With such a wide variety of content under the same topic, is there any room for new greeting cards? Can a fresh voice still be heard? If you ask Yotam, it’s best not to get caught too up with soul-searching questions. “We kept the workshop short – it was just a few quick hours, which helped us skip over the part of the process where designers can afford to grow frustrated with the brief and lose track,” Yotam explains. “If all you have are three or four hours, you’re not going to linger on the conceptual aspects. Instead, you’re much more likely to cut straight to production.”
In order to truly liberate workshop participants from the pressure of coming up with a mind boggling idea, Yotam invited them to play a game of free association. The workshop kicked off with a group brainstorming session, starting with the most obvious of nouns that the holiday season brings to mind: tree; light; snow; family and friends – the list of familiar holiday jargon goes on. But what might have been disheartening in other instances, was in this case a much welcomed exercise. The terms were written down and mixed up in a raffle, so as to randomly distribute the concepts between the participants. The raffle encouraged an ‘everything goes’ sort of attitude, a feeling similar to picking a concept out of an online random word generator.
Animating the holiday spirit
We’ve only just parted with our Halloween costumes, and the Playground offices are already embracing the winter festivities. Blasting a holiday playlist and seasonal decor, the workshop participants were quick to catch up with the holiday spirit and jumped straight into their design processes. By the end of the workshop a few short hours later, they all had fun, imaginative greeting cards to show for themselves. The cards are all digital, which means that they can be easily shared with family and friends online and on social media.

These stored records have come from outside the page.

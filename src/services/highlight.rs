// Highlight Resolver
// Resolves overlapping search terms into a non-overlapping span partition of the text

use crate::models::{HighlightGroup, HighlightSpan, Report, SentenceScore};
use std::collections::HashSet;
use tracing::debug;

/// Default number of text blocks scanned by `resolve_highlights_bounded`.
pub const DEFAULT_MAX_UNITS: usize = 20_000;

pub const AI_STYLE: &str = "ai";
pub const PLAGIARISM_STYLE: &str = "plagiarism";

/// One search term, case-folded, with the style of the group it came from.
#[derive(Debug, Clone)]
struct Needle<'g> {
    folded: Vec<char>,
    style: &'g str,
}

/// Per-character case folding that never changes the character count, so a
/// match in the folded text maps back onto character boundaries of the original.
fn fold(c: char) -> char {
    let mut lower = c.to_lowercase();
    match (lower.next(), lower.next()) {
        (Some(l), None) => l,
        _ => c,
    }
}

fn flatten_groups(groups: &[HighlightGroup]) -> Vec<Needle<'_>> {
    let mut needles: Vec<Needle<'_>> = groups
        .iter()
        .flat_map(|g| {
            g.terms
                .iter()
                .map(|t| t.trim())
                .filter(|t| !t.is_empty())
                .map(move |t| Needle {
                    folded: t.chars().map(fold).collect(),
                    style: g.style.as_str(),
                })
        })
        .collect();
    // Longer terms first; the sort is stable so earlier groups win exact ties.
    needles.sort_by(|a, b| b.folded.len().cmp(&a.folded.len()));
    needles
}

fn find_from(haystack: &[char], needle: &[char], from: usize) -> Option<usize> {
    if needle.is_empty() || needle.len() > haystack.len() {
        return None;
    }
    (from..=haystack.len() - needle.len()).find(|&i| haystack[i..i + needle.len()] == *needle)
}

fn resolve_with(text: &str, needles: &[Needle<'_>]) -> Vec<HighlightSpan> {
    if text.is_empty() {
        return vec![];
    }
    if needles.is_empty() {
        return vec![HighlightSpan::plain(text)];
    }

    let folded: Vec<char> = text.chars().map(fold).collect();
    // byte offset of every char index, plus the end
    let offsets: Vec<usize> = text
        .char_indices()
        .map(|(b, _)| b)
        .chain(std::iter::once(text.len()))
        .collect();

    // Cached next occurrence per needle; only recomputed once the cursor passes it.
    let mut next: Vec<Option<usize>> = needles.iter().map(|n| find_from(&folded, &n.folded, 0)).collect();

    let mut spans = Vec::new();
    let mut cursor = 0usize;
    while cursor < folded.len() {
        let mut best: Option<(usize, usize, &str)> = None;
        for (k, needle) in needles.iter().enumerate() {
            if matches!(next[k], Some(pos) if pos < cursor) {
                next[k] = find_from(&folded, &needle.folded, cursor);
            }
            let Some(start) = next[k] else {
                continue;
            };
            let len = needle.folded.len();
            let better = match best {
                None => true,
                Some((b_start, b_len, _)) => start < b_start || (start == b_start && len > b_len),
            };
            if better {
                best = Some((start, len, needle.style));
            }
        }

        let Some((start, len, style)) = best else {
            break;
        };
        if start > cursor {
            spans.push(HighlightSpan::plain(&text[offsets[cursor]..offsets[start]]));
        }
        let end = start + len;
        spans.push(HighlightSpan::styled(&text[offsets[start]..offsets[end]], style));
        cursor = end;
    }

    if cursor < folded.len() {
        spans.push(HighlightSpan::plain(&text[offsets[cursor]..]));
    }
    spans
}

/// Partition `text` into plain and highlighted spans.
///
/// Matching is case-insensitive exact substring search. Scanning left to
/// right, the earliest match wins and a tie at the same start goes to the
/// longer term, so "hello world" beats "hello". Concatenating the returned
/// spans reproduces `text` exactly; empty text yields no spans.
pub fn resolve_highlights(text: &str, groups: &[HighlightGroup]) -> Vec<HighlightSpan> {
    resolve_with(text, &flatten_groups(groups))
}

/// Resolve highlights over many independent text blocks with a cap on the
/// number of blocks scanned. Blocks past the cap come back as a single plain
/// span: they were not scanned. Whitespace-only blocks are never scanned and
/// do not count against the cap.
pub fn resolve_highlights_bounded<S: AsRef<str>>(
    blocks: &[S],
    groups: &[HighlightGroup],
    max_units: usize,
) -> Vec<Vec<HighlightSpan>> {
    let needles = flatten_groups(groups);
    let mut processed = 0usize;
    let mut capped = false;

    let out: Vec<Vec<HighlightSpan>> = blocks
        .iter()
        .map(|block| {
            let text = block.as_ref();
            if text.trim().is_empty() {
                return plain_block(text);
            }
            if processed >= max_units {
                capped = true;
                return plain_block(text);
            }
            processed += 1;
            resolve_with(text, &needles)
        })
        .collect();

    if capped {
        debug!(max_units, blocks = blocks.len(), "highlight.cap_reached");
    }
    out
}

fn plain_block(text: &str) -> Vec<HighlightSpan> {
    if text.is_empty() {
        vec![]
    } else {
        vec![HighlightSpan::plain(text)]
    }
}

fn unique_sentences<'a>(it: impl Iterator<Item = &'a SentenceScore>) -> Vec<String> {
    let mut seen = HashSet::new();
    let mut out = Vec::new();
    for s in it {
        if seen.insert(s.sentence.as_str()) {
            out.push(s.sentence.clone());
        }
    }
    out
}

/// Sentences whose `key` clears the first threshold that selects anything,
/// falling back to the top 10% (at least one) by `key`.
fn select_terms(sentences: &[SentenceScore], thresholds: &[u32], key: fn(&SentenceScore) -> u32) -> Vec<String> {
    for &t in thresholds {
        let terms = unique_sentences(sentences.iter().filter(|s| key(s) >= t));
        if !terms.is_empty() {
            return terms;
        }
    }
    if sentences.is_empty() {
        return vec![];
    }
    let top = ((sentences.len() as f64 * 0.1).ceil() as usize).max(1);
    let mut ranked: Vec<&SentenceScore> = sentences.iter().collect();
    ranked.sort_by(|a, b| key(b).cmp(&key(a)));
    unique_sentences(ranked.into_iter().take(top))
}

/// Highlight groups for rendering a report: the AI group first, then the
/// plagiarism group, which stays empty when the document plagiarism is 0.
pub fn report_highlight_groups(report: &Report) -> Vec<HighlightGroup> {
    let ai_terms = select_terms(&report.sentences, &[70, 50], |s| s.ai);
    let plagiarism_terms = if report.plagiarism == 0 {
        vec![]
    } else {
        select_terms(&report.sentences, &[50, 40], |s| s.plagiarism)
    };

    vec![
        HighlightGroup::new(ai_terms, AI_STYLE),
        HighlightGroup::new(plagiarism_terms, PLAGIARISM_STYLE),
    ]
}
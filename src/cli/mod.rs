//! CLI module — Clap argument parser, output helpers, and command implementations.

pub mod commands;
pub mod output;

use std::fs;
use std::path::{Path, PathBuf};

use clap::Parser;
use zeroize::Zeroizing;

use crate::config::Settings;
use crate::errors::{Result, VaultError};
use crate::vault::{SortField, Vault, VaultState};

/// Environment variable holding the master password for scripted use.
pub const PASSWORD_ENV: &str = "PASSVAULT_PASSWORD";

/// PassVault CLI: local encrypted password vault.
#[derive(Parser)]
#[command(name = "passvault", about = "Local encrypted password vault", version)]
pub struct Cli {
    #[command(subcommand)]
    pub command: Commands,

    /// Vault directory (default: ~/.passvault)
    #[arg(long, env = "PASSVAULT_DIR", global = true)]
    pub vault_dir: Option<PathBuf>,

    /// Enable debug logging on stderr
    #[arg(short, long, global = true)]
    pub verbose: bool,
}

/// All available subcommands.
#[derive(clap::Subcommand)]
pub enum Commands {
    /// Create a new vault and set its master password
    Init,

    /// Show where the vault lives and whether it is initialized
    Status,

    /// Add a new entry
    Add {
        /// Entry title (e.g. "GitHub")
        title: String,
        #[command(flatten)]
        fields: EntryFields,
    },

    /// List entries (passwords are never shown)
    List {
        /// Substring to match against title, URL and username
        #[arg(short, long)]
        search: Option<String>,
        /// Only show entries in this category
        #[arg(short, long)]
        category: Option<String>,
        /// Column to sort by
        #[arg(long, value_enum, default_value_t = SortField::Title)]
        sort: SortField,
        /// Sort in descending order
        #[arg(long)]
        desc: bool,
        /// Maximum number of entries to show (0 = all)
        #[arg(long, default_value = "0")]
        limit: usize,
        /// Number of entries to skip
        #[arg(long, default_value = "0")]
        offset: usize,
    },

    /// Show a single entry, including its password and notes
    Show {
        /// Entry id (see `passvault list`)
        id: i64,
    },

    /// Change fields of an existing entry
    Edit {
        /// Entry id
        id: i64,
        /// New title
        #[arg(long)]
        title: Option<String>,
        #[command(flatten)]
        fields: EntryFields,
    },

    /// Delete an entry
    Delete {
        /// Entry id
        id: i64,
        /// Skip confirmation prompt
        #[arg(short, long)]
        force: bool,
    },

    /// Generate a random password
    Generate {
        #[command(flatten)]
        options: GenerateArgs,
    },

    /// Export all entries to an encrypted file
    Export {
        /// Destination file
        file: PathBuf,
        /// Overwrite the file if it already exists
        #[arg(short, long)]
        force: bool,
    },

    /// Import entries from an encrypted export file
    Import {
        /// Export file to read
        file: PathBuf,
        /// Skip confirmation prompt
        #[arg(short, long)]
        yes: bool,
    },

    /// View the audit log of vault operations
    Audit {
        /// Number of entries to show (default: 50)
        #[arg(long, default_value = "50")]
        last: usize,
        /// Show entries since a duration ago (e.g. 7d, 24h, 30m)
        #[arg(long)]
        since: Option<String>,
    },

    /// Generate shell completion scripts
    Completions {
        /// Shell to generate completions for
        #[arg(value_enum)]
        shell: clap_complete::Shell,
    },
}

/// Entry fields shared by `add` and `edit`.
#[derive(clap::Args, Debug, Default)]
pub struct EntryFields {
    /// Website or application URL
    #[arg(long)]
    pub url: Option<String>,
    /// Login name
    #[arg(short, long)]
    pub username: Option<String>,
    /// Category used for filtering (e.g. "work")
    #[arg(short, long)]
    pub category: Option<String>,
    /// Free-form notes, stored encrypted
    #[arg(short, long)]
    pub notes: Option<String>,
    /// Password value (omit for interactive prompt or piped stdin)
    #[arg(short, long, conflicts_with = "generate")]
    pub password: Option<String>,
    /// Generate a random password using the configured generator defaults
    #[arg(short, long)]
    pub generate: bool,
}

/// Overrides for the configured generator defaults.
#[derive(clap::Args, Debug, Default)]
pub struct GenerateArgs {
    /// Password length
    #[arg(short, long)]
    pub length: Option<usize>,
    /// Leave out lowercase letters
    #[arg(long)]
    pub no_lowercase: bool,
    /// Leave out uppercase letters
    #[arg(long)]
    pub no_uppercase: bool,
    /// Leave out digits
    #[arg(long)]
    pub no_numbers: bool,
    /// Leave out symbols
    #[arg(long)]
    pub no_symbols: bool,
    /// Allow look-alike characters such as l, 1, O and 0
    #[arg(long)]
    pub allow_similar: bool,
    /// Leave out brackets, quotes and other hard-to-type symbols
    #[arg(long)]
    pub exclude_ambiguous: bool,
}

// ---------------------------------------------------------------------------
// Shared helpers used by multiple commands
// ---------------------------------------------------------------------------

/// Resolve the vault directory: `--vault-dir`, `PASSVAULT_DIR`, then
/// `~/.passvault`.
pub fn vault_dir(cli: &Cli) -> Result<PathBuf> {
    if let Some(dir) = &cli.vault_dir {
        return Ok(dir.clone());
    }
    dirs::home_dir()
        .map(|home| home.join(".passvault"))
        .ok_or_else(|| {
            VaultError::Config("cannot determine home directory; pass --vault-dir".into())
        })
}

/// Create the vault directory with owner-only permissions if missing.
pub fn ensure_vault_dir(dir: &Path) -> Result<()> {
    if dir.exists() {
        return Ok(());
    }
    fs::create_dir_all(dir)?;

    #[cfg(unix)]
    {
        use std::os::unix::fs::PermissionsExt;
        fs::set_permissions(dir, fs::Permissions::from_mode(0o700))?;
    }

    Ok(())
}

/// Load settings and open the vault database without unlocking it.
pub fn open_vault(cli: &Cli) -> Result<(Vault, Settings)> {
    let dir = vault_dir(cli)?;
    let settings = Settings::load(&dir)?;
    ensure_vault_dir(&dir)?;
    let vault = Vault::open(&settings.database_path(&dir))?;
    Ok((vault, settings))
}

/// Open the vault and unlock it with the master password.
///
/// An uninitialized vault is reported before any password is asked for.
pub fn open_unlocked(cli: &Cli) -> Result<Vault> {
    let (mut vault, _) = open_vault(cli)?;
    if vault.state() == VaultState::Uninitialized {
        return Err(VaultError::NotInitialized);
    }

    let password = prompt_password()?;
    vault.unlock(&password)?;
    Ok(vault)
}

/// Get the master password, trying in order:
/// 1. `PASSVAULT_PASSWORD` env var (scripts/CI)
/// 2. Interactive prompt
///
/// Returns `Zeroizing<String>` so the password is wiped from memory on drop.
pub fn prompt_password() -> Result<Zeroizing<String>> {
    if let Some(pw) = password_from_env() {
        return Ok(pw);
    }

    let pw = dialoguer::Password::new()
        .with_prompt("Master password")
        .interact()
        .map_err(|e| VaultError::CommandFailed(format!("password prompt: {e}")))?;
    Ok(Zeroizing::new(pw))
}

/// Prompt for a new master password with confirmation (used by `init`).
///
/// Also respects `PASSVAULT_PASSWORD` for scripted use.
/// Enforces the configured minimum length.
pub fn prompt_new_password(min_len: usize) -> Result<Zeroizing<String>> {
    if let Some(pw) = password_from_env() {
        if pw.chars().count() < min_len {
            return Err(VaultError::CommandFailed(format!(
                "master password must be at least {min_len} characters"
            )));
        }
        return Ok(pw);
    }

    loop {
        let password = Zeroizing::new(
            dialoguer::Password::new()
                .with_prompt("Choose master password")
                .with_confirmation(
                    "Confirm master password",
                    "Passwords do not match, try again",
                )
                .interact()
                .map_err(|e| VaultError::CommandFailed(format!("password prompt: {e}")))?,
        );

        if password.chars().count() < min_len {
            output::warning(&format!(
                "Password must be at least {min_len} characters. Try again."
            ));
            continue;
        }

        return Ok(password);
    }
}

fn password_from_env() -> Option<Zeroizing<String>> {
    std::env::var(PASSWORD_ENV)
        .ok()
        .filter(|pw| !pw.is_empty())
        .map(Zeroizing::new)
}

/// Ask a yes/no question, defaulting to "no".
pub fn confirm(prompt: &str) -> Result<bool> {
    dialoguer::Confirm::new()
        .with_prompt(prompt)
        .default(false)
        .interact()
        .map_err(|e| VaultError::CommandFailed(format!("confirm prompt: {e}")))
}
//! `passvault show` — decrypt and print a single entry.

use crate::cli::output;
use crate::cli::{open_unlocked, Cli};
use crate::errors::Result;

/// Execute the `show` command.
pub fn execute(cli: &Cli, id: i64) -> Result<()> {
    let vault = open_unlocked(cli)?;
    let entry = vault.get_password(id)?;
    vault.close()?;

    output::print_entry(&entry);

    Ok(())
}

To make the most out of the digital platform, many designers chose to add cycle animations or loops to their cards. Fashion designer and illustrator Ivy Chen, for example, animated a group of marshmallows spending quality time together in a steamy cup of cocoa. UX designer Miki Twersky created a personal take on a Jewish Christmas, marked by a very non-celebratory serving of Chinese takeout. Others had fun with picking up different materials and experimenting with them on the go. Whichever the case, it was clear that the participants were able to see the assignment through without overthinking it, in order to complete their task just on time. And that on its own is reason to celebrate.